- Problem description
Transcribe the data in full; each line must match exactly.

Given data below:

pub mod agent;
pub mod config;
pub mod error;
pub mod http;
pub mod llm;
pub mod prompt;
pub mod repl;
pub mod tools;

End of Given data.

- Result for this task
pub mod agent;
pub mod config;
pub mod error;
pub mod http;
pub mod llm;
pub mod prompt;
pub mod repl;
pub mod tools;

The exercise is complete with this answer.